BEGIN DATA FOR REVIEW

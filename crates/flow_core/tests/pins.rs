// Tests for the effective pin sets of nodes.

use flow_core::{
    AddOn, AddOnTemplate, ContextPinSupplier, DataPinValueSupplier, GraphInstance, HostServices,
    Node, Pin, PinType,
};
use std::cell::Cell;
use std::rc::Rc;

// Declares nothing and contributes nothing.
struct Empty;

// Declares nothing, and contributes `Go` and `Done` while `enabled` is set.
struct Switchable {
    enabled: Rc<Cell<bool>>,
}

// Declares `In`, contributes `In` and `Extra` as context.
struct Overlapping;

// An add-on contributing `Tick` and `Ticked`.
#[derive(Clone)]
struct Ticker;

impl DataPinValueSupplier for Empty {}
impl DataPinValueSupplier for Switchable {}
impl DataPinValueSupplier for Overlapping {}
impl DataPinValueSupplier for Ticker {}

impl Node for Empty {
    fn input_pins(&self) -> Vec<Pin> {
        vec![]
    }
    fn output_pins(&self) -> Vec<Pin> {
        vec![]
    }
}

impl Node for Switchable {
    fn input_pins(&self) -> Vec<Pin> {
        vec![]
    }
    fn output_pins(&self) -> Vec<Pin> {
        vec![]
    }
    fn context_inputs(&self, _host: &HostServices) -> Vec<Pin> {
        match self.enabled.get() {
            true => vec![Pin::exec("Go")],
            false => vec![],
        }
    }
    fn context_outputs(&self, _host: &HostServices) -> Vec<Pin> {
        match self.enabled.get() {
            true => vec![Pin::exec("Done")],
            false => vec![],
        }
    }
}

impl Node for Overlapping {
    fn context_inputs(&self, _host: &HostServices) -> Vec<Pin> {
        vec![Pin::exec("In"), Pin::new("Extra", PinType::Bool)]
    }
}

impl ContextPinSupplier for Ticker {
    fn context_inputs(&self) -> Vec<Pin> {
        vec![Pin::exec("Tick")]
    }
    fn context_outputs(&self) -> Vec<Pin> {
        vec![Pin::exec("Ticked")]
    }
}

impl AddOn for Ticker {}

fn names(pins: &[Pin]) -> Vec<&str> {
    pins.iter().map(|p| &p.name[..]).collect()
}

#[test]
fn test_default_declared_pins() {
    struct Plain;
    impl DataPinValueSupplier for Plain {}
    impl Node for Plain {}

    let mut g = GraphInstance::default();
    let n = g.add_node(Plain);
    assert_eq!(names(g.input_pins(n).unwrap()), ["In"]);
    assert_eq!(names(g.output_pins(n).unwrap()), ["Out"]);
    assert!(g.context_inputs(n).unwrap().is_empty());
}

#[test]
fn test_empty_node_gets_default_context_pins() {
    let mut g = GraphInstance::default();
    let n = g.add_node(Empty);
    let pins = g.pins(n).unwrap();
    assert_eq!(names(&pins.inputs.effective), ["In"]);
    assert_eq!(names(&pins.outputs.effective), ["Out"]);
    assert!(pins.inputs.effective[0].context);
    assert!(pins.inputs.is_own("In"));
    assert_eq!(pins.inputs.effective[0].pin_type, PinType::Exec);
}

#[test]
fn test_no_default_when_add_ons_contribute() {
    let mut g = GraphInstance::default();
    let n = g.add_node(Empty);
    g.attach_add_on(n, AddOnTemplate::new(Ticker)).unwrap();
    assert_eq!(names(g.input_pins(n).unwrap()), ["Tick"]);
    assert_eq!(names(g.output_pins(n).unwrap()), ["Ticked"]);
    assert!(g.supported_input_pins(n).unwrap().is_empty());
}

#[test]
fn test_context_pins_are_not_duplicated() {
    let mut g = GraphInstance::default();
    let n = g.add_node(Overlapping);
    assert_eq!(names(g.input_pins(n).unwrap()), ["In", "Extra"]);
    assert_eq!(names(g.supported_input_pins(n).unwrap()), ["In", "Extra"]);
    assert_eq!(names(g.context_inputs(n).unwrap()), ["In", "Extra"]);
}

#[test]
fn test_add_on_pins_are_not_own() {
    let mut g = GraphInstance::default();
    let n = g.add_node(Overlapping);
    g.attach_add_on(n, AddOnTemplate::new(Ticker)).unwrap();
    let pins = g.pins(n).unwrap();
    assert_eq!(names(&pins.inputs.effective), ["In", "Extra", "Tick"]);
    assert!(!pins.inputs.is_own("Tick"));
    assert!(pins.inputs.contains("Tick"));
    assert_eq!(names(&pins.outputs.effective), ["Out", "Ticked"]);
}

#[test]
fn test_pins_freeze_on_initialize() {
    let enabled = Rc::new(Cell::new(false));
    let mut g = GraphInstance::default();
    let n = g.add_node(Switchable {
        enabled: enabled.clone(),
    });
    assert_eq!(names(g.input_pins(n).unwrap()), ["In"]);

    enabled.set(true);
    g.refresh_pins(n);
    assert_eq!(names(g.input_pins(n).unwrap()), ["Go"]);
    assert_eq!(names(g.output_pins(n).unwrap()), ["Done"]);

    g.initialize().unwrap();
    assert!(g.pins(n).unwrap().frozen);
    enabled.set(false);
    g.refresh_pins(n);
    assert_eq!(names(g.input_pins(n).unwrap()), ["Go"]);
}

#[test]
fn test_validate_connections() {
    let enabled = Rc::new(Cell::new(true));
    let mut g = GraphInstance::default();
    let s = g.add_node(Switchable {
        enabled: enabled.clone(),
    });
    let e = g.add_node(Empty);
    let o = g.add_node(Overlapping);
    g.connect(s, "Done", e, "In").unwrap();
    g.connect(e, "Out", o, "Extra").unwrap();
    g.connect(e, "Out", o, "In").unwrap();

    let log = g.validate();
    assert!(log.for_node(s).next().is_none());
    let errors: Vec<_> = log.for_node(o).map(|i| &i.message[..]).collect();
    assert_eq!(errors.len(), 1);
    assert!(errors[0].starts_with("input `Extra` of type"));

    // The output disappears once the node stops contributing it.
    enabled.set(false);
    g.refresh_pins(s);
    let log = g.validate();
    let errors: Vec<_> = log.for_node(s).map(|i| &i.message[..]).collect();
    assert_eq!(errors, ["connected output `Done` does not exist"]);
    assert!(log.has_errors());
}

#[test]
fn test_data_pins() {
    assert!(PinType::DATA.iter().all(|t| t.is_data()));
    assert!(!PinType::Exec.is_data());
    let pin = Pin::new("Speed", PinType::Float).with_default();
    assert!(pin.has_default);
    assert!(!pin.context);
}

END DATA FOR REVIEW

— DIRECTIONS FOR THIS TASK —
Make an exact copy of every entry.

— RESULT OF THIS TASK —
filename crates/flow_core/tests/pins.rs
// Tests for the effective pin sets of nodes.

use flow_core::{
    AddOn, AddOnTemplate, ContextPinSupplier, DataPinValueSupplier, GraphInstance, HostServices,
    Node, Pin, PinType,
};
use std::cell::Cell;
use std::rc::Rc;

// Declares nothing and contributes nothing.
struct Empty;

// Declares nothing, and contributes `Go` and `Done` while `enabled` is set.
struct Switchable {
    enabled: Rc<Cell<bool>>,
}

// Declares `In`, contributes `In` and `Extra` as context.
struct Overlapping;

// An add-on contributing `Tick` and `Ticked`.
#[derive(Clone)]
struct Ticker;

impl DataPinValueSupplier for Empty {}
impl DataPinValueSupplier for Switchable {}
impl DataPinValueSupplier for Overlapping {}
impl DataPinValueSupplier for Ticker {}

impl Node for Empty {
    fn input_pins(&self) -> Vec<Pin> {
        vec![]
    }
    fn output_pins(&self) -> Vec<Pin> {
        vec![]
    }
}

impl Node for Switchable {
    fn input_pins(&self) -> Vec<Pin> {
        vec![]
    }
    fn output_pins(&self) -> Vec<Pin> {
        vec![]
    }
    fn context_inputs(&self, _host: &HostServices) -> Vec<Pin> {
        match self.enabled.get() {
            true => vec![Pin::exec("Go")],
            false => vec![],
        }
    }
    fn context_outputs(&self, _host: &HostServices) -> Vec<Pin> {
        match self.enabled.get() {
            true => vec![Pin::exec("Done")],
            false => vec![],
        }
    }
}

impl Node for Overlapping {
    fn context_inputs(&self, _host: &HostServices) -> Vec<Pin> {
        vec![Pin::exec("In"), Pin::new("Extra", PinType::Bool)]
    }
}

impl ContextPinSupplier for Ticker {
    fn context_inputs(&self) -> Vec<Pin> {
        vec![Pin::exec("Tick")]
    }
    fn context_outputs(&self) -> Vec<Pin> {
        vec![Pin::exec("Ticked")]
    }
}

impl AddOn for Ticker {}

fn names(pins: &[Pin]) -> Vec<&str> {
    pins.iter().map(|p| &p.name[..]).collect()
}

#[test]
fn test_default_declared_pins() {
    struct Plain;
    impl DataPinValueSupplier for Plain {}
    impl Node for Plain {}

    let mut g = GraphInstance::default();
    let n = g.add_node(Plain);
    assert_eq!(names(g.input_pins(n).unwrap()), ["In"]);
    assert_eq!(names(g.output_pins(n).unwrap()), ["Out"]);
    assert!(g.context_inputs(n).unwrap().is_empty());
}

#[test]
fn test_empty_node_gets_default_context_pins() {
    let mut g = GraphInstance::default();
    let n = g.add_node(Empty);
    let pins = g.pins(n).unwrap();
    assert_eq!(names(&pins.inputs.effective), ["In"]);
    assert_eq!(names(&pins.outputs.effective), ["Out"]);
    assert!(pins.inputs.effective[0].context);
    assert!(pins.inputs.is_own("In"));
    assert_eq!(pins.inputs.effective[0].pin_type, PinType::Exec);
}

#[test]
fn test_no_default_when_add_ons_contribute() {
    let mut g = GraphInstance::default();
    let n = g.add_node(Empty);
    g.attach_add_on(n, AddOnTemplate::new(Ticker)).unwrap();
    assert_eq!(names(g.input_pins(n).unwrap()), ["Tick"]);
    assert_eq!(names(g.output_pins(n).unwrap()), ["Ticked"]);
    assert!(g.supported_input_pins(n).unwrap().is_empty());
}

#[test]
fn test_context_pins_are_not_duplicated() {
    let mut g = GraphInstance::default();
    let n = g.add_node(Overlapping);
    assert_eq!(names(g.input_pins(n).unwrap()), ["In", "Extra"]);
    assert_eq!(names(g.supported_input_pins(n).unwrap()), ["In", "Extra"]);
    assert_eq!(names(g.context_inputs(n).unwrap()), ["In", "Extra"]);
}

#[test]
fn test_add_on_pins_are_not_own() {
    let mut g = GraphInstance::default();
    let n = g.add_node(Overlapping);
    g.attach_add_on(n, AddOnTemplate::new(Ticker)).unwrap();
    let pins = g.pins(n).unwrap();
    assert_eq!(names(&pins.inputs.effective), ["In", "Extra", "Tick"]);
    assert!(!pins.inputs.is_own("Tick"));
    assert!(pins.inputs.contains("Tick"));
    assert_eq!(names(&pins.outputs.effective), ["Out", "Ticked"]);
}

#[test]
fn test_pins_freeze_on_initialize() {
    let enabled = Rc::new(Cell::new(false));
    let mut g = GraphInstance::default();
    let n = g.add_node(Switchable {
        enabled: enabled.clone(),
    });
    assert_eq!(names(g.input_pins(n).unwrap()), ["In"]);

    enabled.set(true);
    g.refresh_pins(n);
    assert_eq!(names(g.input_pins(n).unwrap()), ["Go"]);
    assert_eq!(names(g.output_pins(n).unwrap()), ["Done"]);

    g.initialize().unwrap();
    assert!(g.pins(n).unwrap().frozen);
    enabled.set(false);
    g.refresh_pins(n);
    assert_eq!(names(g.input_pins(n).unwrap()), ["Go"]);
}

#[test]
fn test_validate_connections() {
    let enabled = Rc::new(Cell::new(true));
    let mut g = GraphInstance::default();
    let s = g.add_node(Switchable {
        enabled: enabled.clone(),
    });
    let e = g.add_node(Empty);
    let o = g.add_node(Overlapping);
    g.connect(s, "Done", e, "In").unwrap();
    g.connect(e, "Out", o, "Extra").unwrap();
    g.connect(e, "Out", o, "In").unwrap();

    let log = g.validate();
    assert!(log.for_node(s).next().is_none());
    let errors: Vec<_> = log.for_node(o).map(|i| &i.message[..]).collect();
    assert_eq!(errors.len(), 1);
    assert!(errors[0].starts_with("input `Extra` of type"));

    // The output disappears once the node stops contributing it.
    enabled.set(false);
    g.refresh_pins(s);
    let log = g.validate();
    let errors: Vec<_> = log.for_node(s).map(|i| &i.message[..]).collect();
    assert_eq!(errors, ["connected output `Done` does not exist"]);
    assert!(log.has_errors());
}

#[test]
fn test_data_pins() {
    assert!(PinType::DATA.iter().all(|t| t.is_data()));
    assert!(!PinType::Exec.is_data());
    let pin = Pin::new("Speed", PinType::Float).with_default();
    assert!(pin.has_default);
    assert!(!pin.context);
}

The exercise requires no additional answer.